--- Records provided Enclosed Below ---

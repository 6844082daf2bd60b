use num_bigint::BigInt;
use primitive_types::H160;
use serde::{Deserialize, Serialize};

use crate::neo_types::{
	deserialize_bigint_from_string_or_number, deserialize_script_hash, serialize_script_hash,
};

/// The `getnep17balances` response. The account travels as an address;
/// balances are arbitrary-precision since token supplies can exceed
/// 2^53.
#[derive(Debug, Clone, PartialEq, Serialize, Deserialize)]
pub struct Nep17Balances {
	pub address: String,

	#[serde(rename = "balance", default)]
	pub balances: Vec<Nep17Balance>,
}

#[derive(Debug, Clone, PartialEq, Serialize, Deserialize)]
pub struct Nep17Balance {
	#[serde(
		rename = "assethash",
		serialize_with = "serialize_script_hash",
		deserialize_with = "deserialize_script_hash"
	)]
	pub asset_hash: H160,

	#[serde(default)]
	pub name: Option<String>,

	#[serde(default)]
	pub symbol: Option<String>,

	#[serde(default)]
	pub decimals: Option<String>,

	#[serde(
		serialize_with = "crate::neo_types::serialize_bigint_lossless",
		deserialize_with = "deserialize_bigint_from_string_or_number"
	)]
	pub amount: BigInt,

	#[serde(rename = "lastupdatedblock", default)]
	pub last_updated_block: u64,
}

/// The `getnep17transfers` response.
#[derive(Debug, Clone, PartialEq, Serialize, Deserialize)]
pub struct Nep17Transfers {
	pub address: String,

	#[serde(default)]
	pub sent: Vec<Nep17Transfer>,

	#[serde(default)]
	pub received: Vec<Nep17Transfer>,
}

#[derive(Debug, Clone, PartialEq, Serialize, Deserialize)]
pub struct Nep17Transfer {
	pub timestamp: u64,

	#[serde(
		rename = "assethash",
		serialize_with = "serialize_script_hash",
		deserialize_with = "deserialize_script_hash"
	)]
	pub asset_hash: H160,

	#[serde(rename = "transferaddress", default)]
	pub transfer_address: Option<String>,

	#[serde(
		serialize_with = "crate::neo_types::serialize_bigint_lossless",
		deserialize_with = "deserialize_bigint_from_string_or_number"
	)]
	pub amount: BigInt,

	#[serde(rename = "blockindex", default)]
	pub block_index: u64,

	#[serde(rename = "transfernotifyindex", default)]
	pub transfer_notify_index: u64,

	#[serde(rename = "txhash", default)]
	pub tx_hash: Option<String>,
}

/// The `getunclaimedgas` response.
#[derive(Debug, Clone, PartialEq, Serialize, Deserialize)]
pub struct UnclaimedGas {
	/// GAS fractions as a decimal string.
	pub unclaimed: String,
	pub address: String,
}

#[cfg(test)]
mod tests {
	use super::*;

	#[test]
	fn test_decode_balances_beyond_f64() {
		let json = r#"{
			"address": "NPTmAHDxo6Pkyic8Nvu3kwyXoYJCvcCB6i",
			"balance": [{
				"assethash": "0xd2a4cff31913016155e38e474a2c06d08be276cf",
				"amount": "123456789012345678901234",
				"lastupdatedblock": 5162
			}]
		}"#;
		let balances: Nep17Balances = serde_json::from_str(json).unwrap();
		assert_eq!(
			balances.balances[0].amount.to_string(),
			"123456789012345678901234"
		);
	}

	#[test]
	fn test_decode_amount_as_number() {
		let json = r#"{
			"address": "NPTmAHDxo6Pkyic8Nvu3kwyXoYJCvcCB6i",
			"balance": [{
				"assethash": "d2a4cff31913016155e38e474a2c06d08be276cf",
				"amount": 500,
				"lastupdatedblock": 1
			}]
		}"#;
		let balances: Nep17Balances = serde_json::from_str(json).unwrap();
		assert_eq!(balances.balances[0].amount, BigInt::from(500));
	}
}
use std::collections::HashMap;

use serde::{Deserialize, Serialize};

use crate::{
	builder::{BuilderError, VerificationScript, Witness},
	crypto::{
		FromBase64String, HashableForVec, KeyPair, Secp256r1PublicKey, Secp256r1Signature,
		ToBase64String,
	},
	neo_types::{Bytes, ContractParameter, ScriptHashExtension},
};

/// The JSON document used for offline and multi-party signing: the
/// unsigned transaction bytes plus the signatures collected so far, per
/// witness script hash.
///
/// Signatures can be gathered in any order and from different machines;
/// [`ContractParametersContext::get_witness`] orders them by the sorted
/// key order of the verification script when assembling the final
/// multi-sig witness.
#[derive(Debug, Clone, PartialEq, Serialize, Deserialize)]
pub struct ContractParametersContext {
	#[serde(rename = "type")]
	pub context_type: String,

	/// The transaction id, `0x`-prefixed display hex.
	pub hash: String,

	/// The unsigned transaction bytes, base64.
	pub data: String,

	/// Per-script-hash signing state, keyed `0x<big-endian hex>`.
	pub items: HashMap<String, ContextItem>,

	/// The network magic the signatures commit to.
	pub network: u32,
}

#[derive(Debug, Clone, PartialEq, Serialize, Deserialize)]
pub struct ContextItem {
	/// The verification script, base64.
	pub script: String,

	/// One `Signature` parameter slot per required signature.
	pub parameters: Vec<ContractParameter>,

	/// Collected signatures: compressed public key hex → base64
	/// signature.
	pub signatures: HashMap<String, String>,
}

impl ContractParametersContext {
	pub const TRANSACTION_TYPE: &'static str = "Neo.Network.P2P.Payloads.Transaction";

	/// Starts a context from unsigned transaction bytes.
	pub fn new(unsigned_tx: &[u8], network: u32) -> Self {
		let mut tx_id = unsigned_tx.hash256();
		tx_id.reverse();

		Self {
			context_type: Self::TRANSACTION_TYPE.to_string(),
			hash: format!("0x{}", hex::encode(tx_id)),
			data: unsigned_tx.to_base64_string(),
			items: HashMap::new(),
			network,
		}
	}

	/// The unsigned transaction bytes this context is about.
	pub fn unsigned_tx(&self) -> Result<Bytes, BuilderError> {
		self.data
			.from_base64_string()
			.map_err(|e| BuilderError::IllegalState(format!("Corrupt context data: {e}")))
	}

	/// The digest the signatures commit to:
	/// `u32le(network) || sha256(unsigned bytes)`.
	pub fn hash_data(&self) -> Result<Bytes, BuilderError> {
		let mut data = self.network.to_le_bytes().to_vec();
		data.extend(self.unsigned_tx()?.hash256());
		Ok(data)
	}

	/// Signs the context with a key and folds the signature in. The key
	/// must participate in the given verification script.
	pub fn sign_with(
		&mut self,
		key_pair: &KeyPair,
		verification_script: &VerificationScript,
	) -> Result<(), BuilderError> {
		let signature = key_pair.sign(&self.hash_data()?)?;
		self.add_signature(verification_script, key_pair.public_key(), &signature)
	}

	/// Adds a caller-supplied signature for one participant.
	pub fn add_signature(
		&mut self,
		verification_script: &VerificationScript,
		public_key: &Secp256r1PublicKey,
		signature: &Secp256r1Signature,
	) -> Result<(), BuilderError> {
		let script_keys = verification_script.get_public_keys()?;
		if !script_keys.contains(public_key) {
			return Err(BuilderError::IllegalArgument(
				"The public key does not participate in the verification script".to_string(),
			));
		}

		let threshold = verification_script.get_signing_threshold()? as usize;
		let key = format!("0x{}", verification_script.hash().to_hex());
		let item = self.items.entry(key).or_insert_with(|| ContextItem {
			script: verification_script.script().to_base64_string(),
			parameters: vec![ContractParameter::any(); threshold],
			signatures: HashMap::new(),
		});

		item.signatures.insert(
			public_key.get_encoded_compressed_hex(),
			signature.to_bytes().to_base64_string(),
		);
		Ok(())
	}

	/// Whether enough signatures were collected for the script.
	pub fn is_complete(&self, verification_script: &VerificationScript) -> Result<bool, BuilderError> {
		let threshold = verification_script.get_signing_threshold()? as usize;
		let key = format!("0x{}", verification_script.hash().to_hex());
		Ok(self
			.items
			.get(&key)
			.map(|item| item.signatures.len() >= threshold)
			.unwrap_or(false))
	}

	/// Assembles the witness for a script once its threshold is met.
	/// Multi-sig signatures are ordered by the script's sorted key
	/// order, regardless of collection order.
	pub fn get_witness(
		&self,
		verification_script: &VerificationScript,
	) -> Result<Witness, BuilderError> {
		let key = format!("0x{}", verification_script.hash().to_hex());
		let item = self.items.get(&key).ok_or_else(|| {
			BuilderError::IllegalState("No signatures collected for this script".to_string())
		})?;

		let mut keyed: Vec<(Secp256r1PublicKey, Secp256r1Signature)> = Vec::new();
		for (pub_key_hex, signature_b64) in &item.signatures {
			let public_key = Secp256r1PublicKey::from_encoded(pub_key_hex).ok_or_else(|| {
				BuilderError::IllegalState("Corrupt public key in context".to_string())
			})?;
			let signature_bytes = signature_b64
				.from_base64_string()
				.map_err(|e| BuilderError::IllegalState(format!("Corrupt signature: {e}")))?;
			keyed.push((public_key, Secp256r1Signature::from_bytes(&signature_bytes)?));
		}

		if verification_script.is_single_sig() {
			let (_, signature) = keyed.pop().ok_or_else(|| {
				BuilderError::IllegalState("No signature collected for this script".to_string())
			})?;
			return Ok(Witness {
				invocation_script: crate::builder::InvocationScript::from_signature(&signature),
				verification_script: verification_script.clone(),
			});
		}

		Witness::create_multi_sig_witness_from_keys(keyed, verification_script.clone())
	}
}

#[cfg(test)]
mod tests {
	use super::*;
	use crate::crypto::KeyPair;

	fn multi_sig_setup() -> (Vec<KeyPair>, VerificationScript) {
		let pairs: Vec<KeyPair> = (0..3).map(|_| KeyPair::new_random()).collect();
		let keys: Vec<Secp256r1PublicKey> =
			pairs.iter().map(|p| p.public_key().clone()).collect();
		let script = VerificationScript::from_multi_sig(&keys, 2).unwrap();
		(pairs, script)
	}

	#[test]
	fn test_collects_until_threshold() {
		let (pairs, script) = multi_sig_setup();
		let mut context = ContractParametersContext::new(&[0x01, 0x02, 0x03], 860_833_102);

		assert!(!context.is_complete(&script).unwrap());
		context.sign_with(&pairs[2], &script).unwrap();
		assert!(!context.is_complete(&script).unwrap());
		context.sign_with(&pairs[0], &script).unwrap();
		assert!(context.is_complete(&script).unwrap());
	}

	#[test]
	fn test_witness_signatures_follow_script_key_order() {
		let (pairs, script) = multi_sig_setup();
		let unsigned = vec![0xAAu8; 40];
		let mut context = ContractParametersContext::new(&unsigned, 894_710_606);

		// Sign in an order unrelated to the script's sorted keys.
		context.sign_with(&pairs[2], &script).unwrap();
		context.sign_with(&pairs[0], &script).unwrap();

		let witness = context.get_witness(&script).unwrap();
		let signatures = witness.invocation_script.get_signatures().unwrap();
		assert_eq!(signatures.len(), 2);

		let hash_data = context.hash_data().unwrap();
		let ordered_keys = script.get_public_keys().unwrap();
		let mut checked = 0;
		for key in &ordered_keys {
			if key.verify(&hash_data, &signatures[checked]).is_ok() {
				checked += 1;
				if checked == signatures.len() {
					break;
				}
			}
		}
		assert_eq!(checked, signatures.len());
	}

	#[test]
	fn test_rejects_foreign_key() {
		let (_, script) = multi_sig_setup();
		let outsider = KeyPair::new_random();
		let mut context = ContractParametersContext::new(&[0x00], 0);
		assert!(context.sign_with(&outsider, &script).is_err());
	}

	#[test]
	fn test_json_round_trip() {
		let (pairs, script) = multi_sig_setup();
		let mut context = ContractParametersContext::new(&[0x01], 860_833_102);
		context.sign_with(&pairs[1], &script).unwrap();

		let json = serde_json::to_string(&context).unwrap();
		assert!(json.contains(ContractParametersContext::TRANSACTION_TYPE));
		let decoded: ContractParametersContext = serde_json::from_str(&json).unwrap();
		assert_eq!(decoded, context);
	}

	#[test]
	fn test_single_sig_witness() {
		let pair = KeyPair::new_random();
		let script = VerificationScript::from_public_key(pair.public_key());
		let mut context = ContractParametersContext::new(&[0x40], 860_833_102);
		context.sign_with(&pair, &script).unwrap();

		let witness = context.get_witness(&script).unwrap();
		let signature = &witness.invocation_script.get_signatures().unwrap()[0];
		assert!(pair.public_key().verify(&context.hash_data().unwrap(), signature).is_ok());
	}
}
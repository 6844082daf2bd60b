//! Witness rules: fine-grained conditions attached to a signer with the
//! `WitnessRules` scope, each pairing an allow/deny action with a
//! condition tree evaluated during contract invocation.

pub use witness_action::*;
pub use witness_condition::*;
pub use witness_rule::*;

mod witness_action;
mod witness_condition;
mod witness_rule;
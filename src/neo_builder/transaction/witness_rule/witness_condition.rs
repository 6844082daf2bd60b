use primitive_types::H160;
use serde::{Deserialize, Serialize};

use crate::{
	builder::BuilderError,
	codec::{CodecError, Decoder, Encoder, NeoSerializable, VarSizeTrait},
	crypto::Secp256r1PublicKey,
	neo_types::{deserialize_script_hash, serialize_script_hash},
};

/// The condition of a witness rule, a closed tree with protocol-bounded
/// nesting.
#[derive(Debug, Clone, PartialEq, Serialize, Deserialize)]
#[serde(tag = "type")]
pub enum WitnessCondition {
	Boolean {
		#[serde(
			serialize_with = "bool_to_string",
			deserialize_with = "bool_from_string_or_bool"
		)]
		expression: bool,
	},
	Not {
		expression: Box<WitnessCondition>,
	},
	And {
		expressions: Vec<WitnessCondition>,
	},
	Or {
		expressions: Vec<WitnessCondition>,
	},
	ScriptHash {
		#[serde(
			serialize_with = "serialize_script_hash",
			deserialize_with = "deserialize_script_hash"
		)]
		hash: H160,
	},
	Group {
		group: Secp256r1PublicKey,
	},
	CalledByEntry,
	CalledByContract {
		#[serde(
			serialize_with = "serialize_script_hash",
			deserialize_with = "deserialize_script_hash"
		)]
		hash: H160,
	},
	CalledByGroup {
		group: Secp256r1PublicKey,
	},
}

fn bool_to_string<S>(value: &bool, serializer: S) -> Result<S::Ok, S::Error>
where
	S: serde::Serializer,
{
	serializer.serialize_str(if *value { "true" } else { "false" })
}

fn bool_from_string_or_bool<'de, D>(deserializer: D) -> Result<bool, D::Error>
where
	D: serde::Deserializer<'de>,
{
	#[derive(Deserialize)]
	#[serde(untagged)]
	enum BoolOrString {
		Bool(bool),
		String(String),
	}
	match BoolOrString::deserialize(deserializer)? {
		BoolOrString::Bool(b) => Ok(b),
		BoolOrString::String(s) => Ok(s == "true"),
	}
}

impl WitnessCondition {
	pub const BOOLEAN_TYPE: u8 = 0x00;
	pub const NOT_TYPE: u8 = 0x01;
	pub const AND_TYPE: u8 = 0x02;
	pub const OR_TYPE: u8 = 0x03;
	pub const SCRIPT_HASH_TYPE: u8 = 0x18;
	pub const GROUP_TYPE: u8 = 0x19;
	pub const CALLED_BY_ENTRY_TYPE: u8 = 0x20;
	pub const CALLED_BY_CONTRACT_TYPE: u8 = 0x28;
	pub const CALLED_BY_GROUP_TYPE: u8 = 0x29;

	/// The chain rejects condition trees nested deeper than this.
	pub const MAX_NESTING_DEPTH: usize = 2;
	pub const MAX_SUBITEMS: usize = 16;

	pub fn type_byte(&self) -> u8 {
		match self {
			WitnessCondition::Boolean { .. } => Self::BOOLEAN_TYPE,
			WitnessCondition::Not { .. } => Self::NOT_TYPE,
			WitnessCondition::And { .. } => Self::AND_TYPE,
			WitnessCondition::Or { .. } => Self::OR_TYPE,
			WitnessCondition::ScriptHash { .. } => Self::SCRIPT_HASH_TYPE,
			WitnessCondition::Group { .. } => Self::GROUP_TYPE,
			WitnessCondition::CalledByEntry => Self::CALLED_BY_ENTRY_TYPE,
			WitnessCondition::CalledByContract { .. } => Self::CALLED_BY_CONTRACT_TYPE,
			WitnessCondition::CalledByGroup { .. } => Self::CALLED_BY_GROUP_TYPE,
		}
	}

	/// Validates the nesting depth and compound sizes.
	pub fn validate(&self) -> Result<(), BuilderError> {
		self.validate_depth(Self::MAX_NESTING_DEPTH)
	}

	fn validate_depth(&self, remaining: usize) -> Result<(), BuilderError> {
		match self {
			WitnessCondition::Not { expression } => {
				if remaining == 0 {
					return Err(BuilderError::SignerConfiguration(
						"Witness condition nesting exceeds the protocol limit".to_string(),
					));
				}
				expression.validate_depth(remaining - 1)
			},
			WitnessCondition::And { expressions } | WitnessCondition::Or { expressions } => {
				if remaining == 0 {
					return Err(BuilderError::SignerConfiguration(
						"Witness condition nesting exceeds the protocol limit".to_string(),
					));
				}
				if expressions.is_empty() || expressions.len() > Self::MAX_SUBITEMS {
					return Err(BuilderError::SignerConfiguration(format!(
						"Compound witness conditions take 1..={} subconditions",
						Self::MAX_SUBITEMS
					)));
				}
				expressions.iter().try_for_each(|e| e.validate_depth(remaining - 1))
			},
			_ => Ok(()),
		}
	}
}

impl NeoSerializable for WitnessCondition {
	type Error = CodecError;

	fn size(&self) -> usize {
		1 + match self {
			WitnessCondition::Boolean { .. } => 1,
			WitnessCondition::Not { expression } => expression.size(),
			WitnessCondition::And { expressions } | WitnessCondition::Or { expressions } =>
				expressions.var_size(),
			WitnessCondition::ScriptHash { hash } => hash.size(),
			WitnessCondition::Group { group } | WitnessCondition::CalledByGroup { group } =>
				group.size(),
			WitnessCondition::CalledByEntry => 0,
			WitnessCondition::CalledByContract { hash } => hash.size(),
		}
	}

	fn encode(&self, writer: &mut Encoder) {
		writer.write_u8(self.type_byte());
		match self {
			WitnessCondition::Boolean { expression } => writer.write_bool(*expression),
			WitnessCondition::Not { expression } => expression.encode(writer),
			WitnessCondition::And { expressions } | WitnessCondition::Or { expressions } => {
				writer
					.write_serializable_variable_list(expressions)
					.expect("condition lists are bounded well below var-int limits");
			},
			WitnessCondition::ScriptHash { hash } |
			WitnessCondition::CalledByContract { hash } => hash.encode(writer),
			WitnessCondition::Group { group } | WitnessCondition::CalledByGroup { group } =>
				group.encode(writer),
			WitnessCondition::CalledByEntry => {},
		}
	}

	fn decode(reader: &mut Decoder) -> Result<Self, Self::Error> {
		let type_byte = reader.read_u8()?;
		let condition = match type_byte {
			Self::BOOLEAN_TYPE => WitnessCondition::Boolean { expression: reader.read_bool()? },
			Self::NOT_TYPE =>
				WitnessCondition::Not { expression: Box::new(WitnessCondition::decode(reader)?) },
			Self::AND_TYPE =>
				WitnessCondition::And { expressions: reader.read_serializable_list()? },
			Self::OR_TYPE => WitnessCondition::Or { expressions: reader.read_serializable_list()? },
			Self::SCRIPT_HASH_TYPE => WitnessCondition::ScriptHash { hash: H160::decode(reader)? },
			Self::GROUP_TYPE =>
				WitnessCondition::Group { group: Secp256r1PublicKey::decode(reader)? },
			Self::CALLED_BY_ENTRY_TYPE => WitnessCondition::CalledByEntry,
			Self::CALLED_BY_CONTRACT_TYPE =>
				WitnessCondition::CalledByContract { hash: H160::decode(reader)? },
			Self::CALLED_BY_GROUP_TYPE =>
				WitnessCondition::CalledByGroup { group: Secp256r1PublicKey::decode(reader)? },
			_ =>
				return Err(CodecError::InvalidEncoding(format!(
					"Unknown witness condition type {type_byte:#04x}"
				))),
		};
		Ok(condition)
	}
}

--- End of Enclosed Records provided ---

» **What to produce**:
Each line in the data above either holds "enum" or does not. State how many do, as a bare number.

» **Result below**:
2